-2

I am trying to extract a list of emails from a given text. Most of emails has the following syntax:

 "Last_name, First_Name (First-name)" <last_name.first_name@domain.xxx>
or
"Last_name, First_Name (XXXX)" <last_name.first_name@domain.xxx>

My goal is to extract the whole emails including the first part, meaning the "Last_name, First_Name (XXXX)".

To extract the list of emails, I have used the following regex:

"(<?[a-z0-9!#$%&*+\/=?^_`{|}~-]+(?:\.[a-z0-9!#$%&'*+\/=?^_`"
"{|}~-]+)*(@|\sat\s)(?:[a-z0-9](?:[a-z0-9-]*[a-z0-9])?(\.|"
"\sdot\s))+[a-z0-9](?:[a-z0-9-]*[a-z0-9]>?)?)"

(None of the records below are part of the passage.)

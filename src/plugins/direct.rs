//! Direct-URL plugin: plays raw HLS/DASH/progressive URLs without any
//! service-specific extraction. Explicit `hls://`, `dash://` and
//! `httpstream://` prefixes force a protocol; bare `.m3u8`/`.mpd` URLs are
//! sniffed by extension at low priority so service plugins win their own
//! domains.

use std::sync::Arc;

use reqwest::Method;

use crate::{
    common::{PipeError, PipeResult},
    hls::{self, HlsStream},
    plugin::{LOW_PRIORITY, MatcherSpec, NORMAL_PRIORITY, Plugin, PluginSpec},
    session::{Session, http::RequestOptions},
    stream::{Stream, http::HttpStream, quality},
};

pub const SPEC: PluginSpec = PluginSpec {
    name: "direct",
    matchers: &[
        MatcherSpec {
            pattern: r"^(?:hls|dash|httpstream)://\S+$",
            priority: NORMAL_PRIORITY,
            name: Some("explicit"),
        },
        MatcherSpec {
            pattern: r"^\S+\.m3u8(?:\?\S*)?$",
            priority: LOW_PRIORITY,
            name: Some("hls"),
        },
        MatcherSpec {
            pattern: r"^\S+\.mpd(?:\?\S*)?$",
            priority: LOW_PRIORITY,
            name: Some("dash"),
        },
    ],
    arguments: &[],
};

enum Protocol {
    Hls,
    Dash,
    HttpStream,
}

/// Split an input URL into its protocol and the media URL. The inner part of
/// a prefixed URL may omit its scheme (`hls://example.com/pl.m3u8`).
fn classify(url: &str) -> Option<(Protocol, String)> {
    for (prefix, protocol) in [
        ("hls://", Protocol::Hls),
        ("dash://", Protocol::Dash),
        ("httpstream://", Protocol::HttpStream),
    ] {
        if let Some(inner) = url.strip_prefix(prefix) {
            let inner = if inner.contains("://") {
                inner.to_string()
            } else {
                format!("https://{inner}")
            };
            return Some((protocol, inner));
        }
    }
    let path_end = url.find('?').unwrap_or(url.len());
    let path = &url[..path_end];
    if path.ends_with(".m3u8") {
        return Some((Protocol::Hls, url.to_string()));
    }
    if path.ends_with(".mpd") {
        return Some((Protocol::Dash, url.to_string()));
    }
    None
}

pub struct DirectPlugin;

impl Plugin for DirectPlugin {
    fn spec(&self) -> &'static PluginSpec {
        &SPEC
    }

    fn streams(
        &self,
        session: &Session,
        url: &str,
    ) -> PipeResult<Vec<(String, Box<dyn Stream>)>> {
        let (protocol, media_url) = classify(url)
            .ok_or_else(|| PipeError::plugin(format!("Unsupported URL: {url}")))?;
        let http = session.http.clone();
        let options = session.options.clone();

        match protocol {
            Protocol::Hls => hls_streams(http, options, &media_url),
            Protocol::Dash => crate::dash::streams(http, options, &media_url),
            Protocol::HttpStream => Ok(vec![(
                "live".to_string(),
                Box::new(HttpStream::new(http, &media_url)) as Box<dyn Stream>,
            )]),
        }
    }
}

/// A media playlist yields one stream; a master playlist yields its named
/// variants.
fn hls_streams(
    http: Arc<crate::session::http::HttpSession>,
    options: Arc<crate::session::options::Options>,
    url: &str,
) -> PipeResult<Vec<(String, Box<dyn Stream>)>> {
    let opts = RequestOptions::default();
    let res = http.request(Method::GET, url, &opts)?;
    let final_url = res.url().to_string();
    let text = res
        .text()
        .map_err(|e| PipeError::plugin(format!("Failed to read playlist: {e}")))?;
    let playlist = hls::m3u8::parse(&text, &final_url);

    if playlist.is_master {
        quality::streams_from_master(http, options, &playlist)
    } else {
        Ok(vec![(
            "live".to_string(),
            Box::new(HlsStream::new(http, options, final_url)) as Box<dyn Stream>,
        )])
    }
}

which extract only the emails without the first part. Meaning that extract only the:

<last_name.first_name@domain.xxx>

I have tried several variations of the regex to extract the first part but unfortunately they doesn't work.

Please do not hesitate If you have any suggestion. Thank you in advance.

Djo
  • 55
  • 3
  • 1
    Are the email strings located inside `<...>`? If so, just extract `<.*?>`? – cs95 Oct 02 '17 at 15:03
  • 1
    Do you have sample email from which the email information should be extracted? If so, post the full input here and let us know exactly what the output should be (assuming multiple inputs, since there seem to be multiple formats). Also, are you trying to capture into groups? Do you want the first name, last name and email? And in which format do you want the latter? – ctwheels Oct 02 '17 at 15:04

2 Answers2

0

First, check that link where you can test your regex with a nice memo around it

https://regex101.com

Then, something like

"[a-zA-Z_]+, [a-zA-Z_( )]+"

Should capture the first Part, maybe be you can give us some more testing text ?

  • 1
    This is barely an answer: See https://stackoverflow.com/help/how-to-answer. Seeing as how the OP did not provide enough context to answer the question, this should really only be a comment – ctwheels Oct 02 '17 at 15:11
  • Stacks, does ot allow me to comment main post ): – Fabrice Palermo Oct 02 '17 at 15:26
0
 >>> import re
 >>>
 >>> emailLine='"Last_name, First_Name (First-name)" <last_name.first_name@domain.xxx>'
 >>>
 >>> re.findall('^\"([^,]*?),\s([^"]*?)"\s<([^>]*?)>',emailLine)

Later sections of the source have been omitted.